Die Linse hat einen sehr aktiven Stoffwechsel. Die Linse ist gefäß- und nervenfrei, so daß es zu keinen Entzündungen oder Schmerzen der Linse kommt. Ernährt wird sie durch das Kammerwasser. Das Kammerwasser besteht aus Elektrolyten, Eiweiß, Zuckern, Ascorbin- und Hyaluronsäure und anderen Bestandteilen.
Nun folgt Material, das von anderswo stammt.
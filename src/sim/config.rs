use std::env;
use std::str::FromStr;

use crate::error::ConfigError;
use crate::policy::{PolicyConfig, PolicyKind};

pub const DEFAULT_TICKS: u64 = 1000;
pub const DEFAULT_NODES: &str = "greedy,interval,conservative,lag,adaptive";

/// Process-level settings, read from the environment (`.env` supported).
#[derive(Debug, Clone)]
pub struct SimConfig {
    pub nodes: Vec<PolicyKind>,
    pub ticks: u64,
    pub serve: bool,
    pub host: String,
    pub port: u16,
    pub policy: PolicyConfig,
}

impl Default for SimConfig {
    fn default() -> Self {
        Self {
            nodes: PolicyKind::ALL.to_vec(),
            ticks: DEFAULT_TICKS,
            serve: false,
            host: "127.0.0.1".to_string(),
            port: 8080,
            policy: PolicyConfig::default(),
        }
    }
}

impl SimConfig {
    pub fn from_env() -> Result<Self, ConfigError> {
        Self::from_lookup(|key| env::var(key).ok())
    }

    /// Build from any key lookup. Unset keys keep their defaults.
    pub fn from_lookup<F>(lookup: F) -> Result<Self, ConfigError>
    where
        F: Fn(&str) -> Option<String>,
    {
        let defaults = Self::default();
        let p = defaults.policy.clone();

        let nodes = parse_nodes(&lookup("NODES").unwrap_or_else(|| DEFAULT_NODES.to_string()))?;
        let policy = PolicyConfig {
            base_interval: parse(&lookup, "BASE_INTERVAL", p.base_interval)?,
            slow_interval: parse(&lookup, "SLOW_INTERVAL", p.slow_interval)?,
            wait_time: parse(&lookup, "WAIT_TIME", p.wait_time)?,
            observation_window: parse(&lookup, "OBSERVATION_WINDOW", p.observation_window)?,
            lag_threshold: parse(&lookup, "LAG_THRESHOLD", p.lag_threshold)?,
            mine_probability: parse(&lookup, "MINE_PROBABILITY", p.mine_probability)?,
            fork_rate_high: parse(&lookup, "FORK_RATE_HIGH", p.fork_rate_high)?,
            fork_rate_low: parse(&lookup, "FORK_RATE_LOW", p.fork_rate_low)?,
            seen_capacity: parse(&lookup, "SEEN_CAPACITY", p.seen_capacity)?,
            log_limit: parse(&lookup, "LOG_LIMIT", p.log_limit)?,
            seed: parse(&lookup, "SEED", p.seed)?,
        };
        policy.validate()?;

        Ok(Self {
            nodes,
            ticks: parse(&lookup, "TICKS", defaults.ticks)?,
            serve: parse(&lookup, "SERVE", defaults.serve)?,
            host: lookup("HOST").unwrap_or(defaults.host),
            port: parse(&lookup, "PORT", defaults.port)?,
            policy,
        })
    }
}

fn parse<T, F>(lookup: &F, key: &str, default: T) -> Result<T, ConfigError>
where
    T: FromStr,
    F: Fn(&str) -> Option<String>,
{
    match lookup(key) {
        None => Ok(default),
        Some(raw) => raw.trim().parse().map_err(|_| ConfigError::InvalidValue {
            key: key.to_string(),
            value: raw,
        }),
    }
}

/// `"greedy,lag:3"` -> one greedy node followed by three lag nodes.
fn parse_nodes(raw: &str) -> Result<Vec<PolicyKind>, ConfigError> {
    let mut nodes = Vec::new();
    for item in raw.split(',').map(str::trim).filter(|s| !s.is_empty()) {
        let (name, count) = match item.split_once(':') {
            Some((name, count)) => {
                let count: usize = count.trim().parse().map_err(|_| ConfigError::InvalidValue {
                    key: "NODES".to_string(),
                    value: item.to_string(),
                })?;
                (name, count)
            }
            None => (item, 1),
        };
        let kind: PolicyKind = name.parse()?;
        nodes.extend(std::iter::repeat_n(kind, count));
    }
    if nodes.is_empty() {
        return Err(ConfigError::Invalid("NODES must name at least one policy".into()));
    }
    Ok(nodes)
}
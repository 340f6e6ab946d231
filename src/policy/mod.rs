//! Pluggable node decision policies.
//!
//! The runtime drives every policy through the three operations of
//! [`Policy`]: once per tick it asks `should_mine_block`, and on a `true`
//! immediately follows up with `choose_parent_block`; every inbound block
//! goes through `on_block_received`, whose result is the relay decision.

pub mod adaptive;
pub mod config;
pub mod conservative;
pub mod context;
pub mod greedy;
pub mod interval;
pub mod journal;
pub mod lag;
pub mod seen;

use log::debug;
use serde::{Deserialize, Serialize};
use std::fmt;
use std::str::FromStr;

use crate::blockchain::{Block, ChainState};
use crate::error::{ConfigError, PolicyError};

pub use adaptive::AdaptivePolicy;
pub use config::PolicyConfig;
pub use conservative::ConservativePolicy;
pub use context::PolicyContext;
pub use greedy::GreedyPolicy;
pub use interval::IntervalPolicy;
pub use journal::{JournalEntry, PolicyJournal};
pub use lag::LagPolicy;
pub use seen::SeenSet;

/// Decision contract of a single node.
///
/// Every operation fails with [`PolicyError::UnboundState`] until a chain
/// state has been bound through [`Policy::bind`].
pub trait Policy: Send {
    fn kind(&self) -> PolicyKind;

    fn context(&self) -> &PolicyContext;

    fn context_mut(&mut self) -> &mut PolicyContext;

    /// Consulted once per tick, before any block delivery for that tick.
    fn should_mine_block(&mut self) -> Result<bool, PolicyError>;

    /// Consulted once per inbound block. Returns `true` to relay it.
    /// Re-delivery of an already seen block returns `false` and leaves the
    /// chain state untouched.
    fn on_block_received(&mut self, block: &Block, sender_id: &str) -> Result<bool, PolicyError>;

    /// Hash of a locally known block to build the next block on.
    fn choose_parent_block(&mut self) -> Result<String, PolicyError>;

    fn node_id(&self) -> &str {
        self.context().node_id()
    }

    fn current_tick(&self) -> u64 {
        self.context().current_tick()
    }

    fn bind(&mut self, chain: ChainState) {
        self.context_mut().bind(chain);
    }

    fn set_tick(&mut self, tick: u64) {
        self.context_mut().set_tick(tick);
    }
}

/// The reference policy variants, selected when a node is constructed.
#[derive(Debug, Clone, Copy, PartialEq, Eq, Hash, Serialize, Deserialize)]
#[serde(rename_all = "lowercase")]
pub enum PolicyKind {
    /// Mine every tick, relay every new block.
    Greedy,
    /// Mine every `base_interval` ticks.
    Interval,
    /// Mine rarely, relay only after a wait.
    Conservative,
    /// Mine on height lag, otherwise with a fixed probability.
    Lag,
    /// Retune the mining interval from the observed fork rate.
    Adaptive,
}

impl PolicyKind {
    pub const ALL: [PolicyKind; 5] = [
        PolicyKind::Greedy,
        PolicyKind::Interval,
        PolicyKind::Conservative,
        PolicyKind::Lag,
        PolicyKind::Adaptive,
    ];

    pub fn as_str(self) -> &'static str {
        match self {
            PolicyKind::Greedy => "greedy",
            PolicyKind::Interval => "interval",
            PolicyKind::Conservative => "conservative",
            PolicyKind::Lag => "lag",
            PolicyKind::Adaptive => "adaptive",
        }
    }

    /// Construct an unbound policy of this kind for `node_id`.
    pub fn build(self, node_id: &str, config: &PolicyConfig) -> Box<dyn Policy> {
        match self {
            PolicyKind::Greedy => Box::new(GreedyPolicy::new(node_id, config)),
            PolicyKind::Interval => Box::new(IntervalPolicy::new(node_id, config)),
            PolicyKind::Conservative => Box::new(ConservativePolicy::new(node_id, config)),
            PolicyKind::Lag => Box::new(LagPolicy::new(node_id, config)),
            PolicyKind::Adaptive => Box::new(AdaptivePolicy::new(node_id, config)),
        }
    }

    /// Construct with the default configuration.
    pub fn instantiate(self, node_id: &str) -> Box<dyn Policy> {
        self.build(node_id, &PolicyConfig::default())
    }
}

impl fmt::Display for PolicyKind {
    fn fmt(&self, f: &mut fmt::Formatter<'_>) -> fmt::Result {
        f.write_str(self.as_str())
    }
}

impl FromStr for PolicyKind {
    type Err = ConfigError;

    fn from_str(s: &str) -> Result<Self, Self::Err> {
        match s.trim().to_ascii_lowercase().as_str() {
            "greedy" | "always" => Ok(PolicyKind::Greedy),
            "interval" | "basic" => Ok(PolicyKind::Interval),
            "conservative" | "delayed" => Ok(PolicyKind::Conservative),
            "lag" | "optimized" => Ok(PolicyKind::Lag),
            "adaptive" => Ok(PolicyKind::Adaptive),
            other => Err(ConfigError::UnknownPolicy(other.to_string())),
        }
    }
}

/// What the shared receive path did with an inbound block.
#[derive(Debug, Clone, Copy, PartialEq, Eq)]
pub enum Intake {
    /// Already seen by this policy.
    Duplicate,
    /// First sighting, but the chain state did not attach it.
    Rejected,
    /// First sighting and newly attached.
    Attached,
}

/// Bound check, then seen check, then attach. Shared by every variant.
pub(crate) fn intake(
    ctx: &mut PolicyContext,
    seen: &mut SeenSet,
    block: &Block,
    sender_id: &str,
) -> Result<Intake, PolicyError> {
    let chain = ctx.chain_mut()?;
    let outcome = if !seen.insert(&block.hash) {
        Intake::Duplicate
    } else if chain.add_block(block.clone()) {
        Intake::Attached
    } else {
        Intake::Rejected
    };

    debug!(
        "{} <- {} from {}: {:?}",
        ctx.node_id(),
        block.block_id,
        sender_id,
        outcome
    );
    Ok(outcome)
}

#[cfg(test)]
pub(crate) mod testing {
    use crate::blockchain::{Block, ChainState};

    /// Chain state with a single linear branch of `len` blocks on genesis.
    pub fn linear_chain(len: u64) -> (ChainState, Vec<Block>) {
        let mut chain = ChainState::new();
        let mut blocks = vec![chain.genesis().clone()];
        for tick in 1..=len {
            let parent = blocks.last().cloned().unwrap_or_else(Block::genesis);
            let block = Block::new(&parent, "peer", tick, String::new());
            assert!(chain.add_block(block.clone()));
            blocks.push(block);
        }
        (chain, blocks)
    }
}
Es dient nicht nur der Ernährung der Linse und der Hornhaut und sondern hilft, die Form des Auges zu stabilisieren. Der Stoffwechsel der Linse sehr aktiv. Störungen des auf zellulärer Ebene fein regulierten Austausches von Nähr- und Abfallstoffen oder der Zusammensetzung des Kammerwassers, können zu Linsentrübungen führen.

 

Kapselschädigungen führen zu Störungen des Stoffwechsels. Wird die Linsenkapsel geschädigt, dringt Kammerwasser in die Linse ein und kann dort zu einer Aufquellung der Rinde führen. Auch in diesem Fall ist der Stoffwechsel der Linse gestört.